//! Wall-clock session accounting.
//!
//! All elapsed-time arithmetic for a timer session lives here, in one place:
//! - `SessionClock` tracks the anchors and the paused-time fold
//! - `TimeSource` abstracts "now" so tests can drive simulated time
//!
//! Remaining time is always recomputed from wall-clock deltas, never by
//! decrementing a counter per tick, so a throttled or suspended host cannot
//! make the countdown drift.

use std::sync::atomic::{AtomicU64, Ordering};
use std::sync::Arc;
use std::time::{SystemTime, UNIX_EPOCH};

// ============================================================================
// TimeSource
// ============================================================================

/// Supplies the current time as milliseconds since the Unix epoch.
pub trait TimeSource: Send + Sync {
    /// Returns the current epoch time in milliseconds.
    fn now_ms(&self) -> u64;
}

/// System clock time source.
#[derive(Debug, Default, Clone, Copy)]
pub struct SystemTimeSource;

impl TimeSource for SystemTimeSource {
    fn now_ms(&self) -> u64 {
        SystemTime::now()
            .duration_since(UNIX_EPOCH)
            .map(|d| d.as_millis() as u64)
            .unwrap_or(0)
    }
}

/// Manually advanced time source for tests.
///
/// Shared handles observe the same instant, so a test can hold one clone and
/// hand another to the engine.
#[derive(Debug, Default)]
pub struct ManualTimeSource {
    now_ms: AtomicU64,
}

impl ManualTimeSource {
    /// Creates a manual time source starting at the given epoch millisecond.
    pub fn starting_at(now_ms: u64) -> Arc<Self> {
        Arc::new(Self {
            now_ms: AtomicU64::new(now_ms),
        })
    }

    /// Advances the clock by the given number of milliseconds.
    pub fn advance_ms(&self, delta_ms: u64) {
        self.now_ms.fetch_add(delta_ms, Ordering::SeqCst);
    }

    /// Advances the clock by the given number of seconds.
    pub fn advance_secs(&self, delta_secs: u64) {
        self.advance_ms(delta_secs * 1000);
    }
}

impl TimeSource for ManualTimeSource {
    fn now_ms(&self) -> u64 {
        self.now_ms.load(Ordering::SeqCst)
    }
}

// ============================================================================
// SessionClock
// ============================================================================

/// Time bookkeeping for one timer session.
///
/// Invariant: across any pause/resume cycle,
/// `end_at_ms - session_anchor_ms - paused_accum_ms` equals the planned
/// duration, i.e. pausing never gains or loses countdown time.
#[derive(Debug, Clone, PartialEq, Eq)]
pub struct SessionClock {
    /// Planned countdown length in seconds
    planned_duration_secs: u32,
    /// When the session left Idle; the basis for all elapsed computation
    session_anchor_ms: u64,
    /// When the current running interval began (reset on every resume)
    started_at_ms: u64,
    /// Deadline of the countdown
    end_at_ms: u64,
    /// Total milliseconds spent paused since the session anchor
    paused_accum_ms: u64,
    /// When the most recent pause began
    last_pause_at_ms: u64,
    /// Remaining time captured at the moment of pause
    remaining_snapshot_ms: u64,
}

impl SessionClock {
    /// Begins a new session of `planned_duration_secs` at `now_ms`.
    pub fn begin(planned_duration_secs: u32, now_ms: u64) -> Self {
        Self {
            planned_duration_secs,
            session_anchor_ms: now_ms,
            started_at_ms: now_ms,
            end_at_ms: now_ms + u64::from(planned_duration_secs) * 1000,
            paused_accum_ms: 0,
            last_pause_at_ms: 0,
            remaining_snapshot_ms: 0,
        }
    }

    /// Returns the planned duration in seconds.
    pub fn planned_duration_secs(&self) -> u32 {
        self.planned_duration_secs
    }

    /// Remaining countdown time at `now_ms`, clamped at zero.
    ///
    /// While paused the snapshot taken at pause time is authoritative.
    pub fn remaining_ms(&self, now_ms: u64, paused: bool) -> u64 {
        if paused {
            self.remaining_snapshot_ms
        } else {
            self.end_at_ms.saturating_sub(now_ms)
        }
    }

    /// Records a pause at `now_ms`: snapshots the remaining time and marks
    /// when the pause gap began.
    pub fn pause(&mut self, now_ms: u64) {
        self.remaining_snapshot_ms = self.end_at_ms.saturating_sub(now_ms);
        self.last_pause_at_ms = now_ms;
    }

    /// Resumes at `now_ms`: folds the pause gap into `paused_accum_ms` and
    /// pushes the deadline out by exactly the snapshotted remainder.
    ///
    /// `started_at_ms` is reset for bookkeeping only; elapsed time is always
    /// computed from the session anchor.
    pub fn resume(&mut self, now_ms: u64) {
        self.paused_accum_ms += now_ms.saturating_sub(self.last_pause_at_ms);
        self.end_at_ms = now_ms + self.remaining_snapshot_ms;
        self.started_at_ms = now_ms;
    }

    /// Elapsed running time at `now_ms` in milliseconds.
    ///
    /// This is the only place elapsed time is derived: time since the session
    /// anchor, minus accumulated pauses. While paused the basis is the moment
    /// the pause began, so paused wall time never counts. Both the manual and
    /// the automatic finish path credit from this value.
    pub fn elapsed_ms(&self, now_ms: u64, paused: bool) -> u64 {
        let basis = if paused { self.last_pause_at_ms } else { now_ms };
        basis
            .saturating_sub(self.session_anchor_ms)
            .saturating_sub(self.paused_accum_ms)
    }

    /// Elapsed running time converted to whole credited minutes (rounded to
    /// the nearest minute, so a few seconds credit nothing).
    pub fn credited_minutes(&self, now_ms: u64, paused: bool) -> u32 {
        let elapsed = self.elapsed_ms(now_ms, paused);
        ((elapsed + 30_000) / 60_000) as u32
    }

    /// Elapsed running time in whole seconds, for progress saves.
    pub fn elapsed_secs(&self, now_ms: u64, paused: bool) -> u64 {
        self.elapsed_ms(now_ms, paused) / 1000
    }
}

// ============================================================================
// Display formatting
// ============================================================================

/// Formats remaining milliseconds as `MM:SS` (rounded to the nearest second).
pub fn format_mm_ss(remaining_ms: u64) -> String {
    let total_secs = (remaining_ms + 500) / 1000;
    format!("{:02}:{:02}", total_secs / 60, total_secs % 60)
}

// ============================================================================
// Tests
// ============================================================================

§ **Work instruction**:
Copy out every entry exactly.

§ **Answer to the problem**:
//! Wall-clock session accounting.
//!
//! All elapsed-time arithmetic for a timer session lives here, in one place:
//! - `SessionClock` tracks the anchors and the paused-time fold
//! - `TimeSource` abstracts "now" so tests can drive simulated time
//!
//! Remaining time is always recomputed from wall-clock deltas, never by
//! decrementing a counter per tick, so a throttled or suspended host cannot
//! make the countdown drift.

use std::sync::atomic::{AtomicU64, Ordering};
use std::sync::Arc;
use std::time::{SystemTime, UNIX_EPOCH};

// ============================================================================
// TimeSource
// ============================================================================

/// Supplies the current time as milliseconds since the Unix epoch.
pub trait TimeSource: Send + Sync {
    /// Returns the current epoch time in milliseconds.
    fn now_ms(&self) -> u64;
}

/// System clock time source.
#[derive(Debug, Default, Clone, Copy)]
pub struct SystemTimeSource;

impl TimeSource for SystemTimeSource {
    fn now_ms(&self) -> u64 {
        SystemTime::now()
            .duration_since(UNIX_EPOCH)
            .map(|d| d.as_millis() as u64)
            .unwrap_or(0)
    }
}

/// Manually advanced time source for tests.
///
/// Shared handles observe the same instant, so a test can hold one clone and
/// hand another to the engine.
#[derive(Debug, Default)]
pub struct ManualTimeSource {
    now_ms: AtomicU64,
}

impl ManualTimeSource {
    /// Creates a manual time source starting at the given epoch millisecond.
    pub fn starting_at(now_ms: u64) -> Arc<Self> {
        Arc::new(Self {
            now_ms: AtomicU64::new(now_ms),
        })
    }

    /// Advances the clock by the given number of milliseconds.
    pub fn advance_ms(&self, delta_ms: u64) {
        self.now_ms.fetch_add(delta_ms, Ordering::SeqCst);
    }

    /// Advances the clock by the given number of seconds.
    pub fn advance_secs(&self, delta_secs: u64) {
        self.advance_ms(delta_secs * 1000);
    }
}

impl TimeSource for ManualTimeSource {
    fn now_ms(&self) -> u64 {
        self.now_ms.load(Ordering::SeqCst)
    }
}

// ============================================================================
// SessionClock
// ============================================================================

/// Time bookkeeping for one timer session.
///
/// Invariant: across any pause/resume cycle,
/// `end_at_ms - session_anchor_ms - paused_accum_ms` equals the planned
/// duration, i.e. pausing never gains or loses countdown time.
#[derive(Debug, Clone, PartialEq, Eq)]
pub struct SessionClock {
    /// Planned countdown length in seconds
    planned_duration_secs: u32,
    /// When the session left Idle; the basis for all elapsed computation
    session_anchor_ms: u64,
    /// When the current running interval began (reset on every resume)
    started_at_ms: u64,
    /// Deadline of the countdown
    end_at_ms: u64,
    /// Total milliseconds spent paused since the session anchor
    paused_accum_ms: u64,
    /// When the most recent pause began
    last_pause_at_ms: u64,
    /// Remaining time captured at the moment of pause
    remaining_snapshot_ms: u64,
}

impl SessionClock {
    /// Begins a new session of `planned_duration_secs` at `now_ms`.
    pub fn begin(planned_duration_secs: u32, now_ms: u64) -> Self {
        Self {
            planned_duration_secs,
            session_anchor_ms: now_ms,
            started_at_ms: now_ms,
            end_at_ms: now_ms + u64::from(planned_duration_secs) * 1000,
            paused_accum_ms: 0,
            last_pause_at_ms: 0,
            remaining_snapshot_ms: 0,
        }
    }

    /// Returns the planned duration in seconds.
    pub fn planned_duration_secs(&self) -> u32 {
        self.planned_duration_secs
    }

    /// Remaining countdown time at `now_ms`, clamped at zero.
    ///
    /// While paused the snapshot taken at pause time is authoritative.
    pub fn remaining_ms(&self, now_ms: u64, paused: bool) -> u64 {
        if paused {
            self.remaining_snapshot_ms
        } else {
            self.end_at_ms.saturating_sub(now_ms)
        }
    }

    /// Records a pause at `now_ms`: snapshots the remaining time and marks
    /// when the pause gap began.
    pub fn pause(&mut self, now_ms: u64) {
        self.remaining_snapshot_ms = self.end_at_ms.saturating_sub(now_ms);
        self.last_pause_at_ms = now_ms;
    }

    /// Resumes at `now_ms`: folds the pause gap into `paused_accum_ms` and
    /// pushes the deadline out by exactly the snapshotted remainder.
    ///
    /// `started_at_ms` is reset for bookkeeping only; elapsed time is always
    /// computed from the session anchor.
    pub fn resume(&mut self, now_ms: u64) {
        self.paused_accum_ms += now_ms.saturating_sub(self.last_pause_at_ms);
        self.end_at_ms = now_ms + self.remaining_snapshot_ms;
        self.started_at_ms = now_ms;
    }

    /// Elapsed running time at `now_ms` in milliseconds.
    ///
    /// This is the only place elapsed time is derived: time since the session
    /// anchor, minus accumulated pauses. While paused the basis is the moment
    /// the pause began, so paused wall time never counts. Both the manual and
    /// the automatic finish path credit from this value.
    pub fn elapsed_ms(&self, now_ms: u64, paused: bool) -> u64 {
        let basis = if paused { self.last_pause_at_ms } else { now_ms };
        basis
            .saturating_sub(self.session_anchor_ms)
            .saturating_sub(self.paused_accum_ms)
    }

    /// Elapsed running time converted to whole credited minutes (rounded to
    /// the nearest minute, so a few seconds credit nothing).
    pub fn credited_minutes(&self, now_ms: u64, paused: bool) -> u32 {
        let elapsed = self.elapsed_ms(now_ms, paused);
        ((elapsed + 30_000) / 60_000) as u32
    }

    /// Elapsed running time in whole seconds, for progress saves.
    pub fn elapsed_secs(&self, now_ms: u64, paused: bool) -> u64 {
        self.elapsed_ms(now_ms, paused) / 1000
    }
}

// ============================================================================
// Display formatting
// ============================================================================

/// Formats remaining milliseconds as `MM:SS` (rounded to the nearest second).
pub fn format_mm_ss(remaining_ms: u64) -> String {
    let total_secs = (remaining_ms + 500) / 1000;
    format!("{:02}:{:02}", total_secs / 60, total_secs % 60)
}

// ============================================================================
// Tests
// ============================================================================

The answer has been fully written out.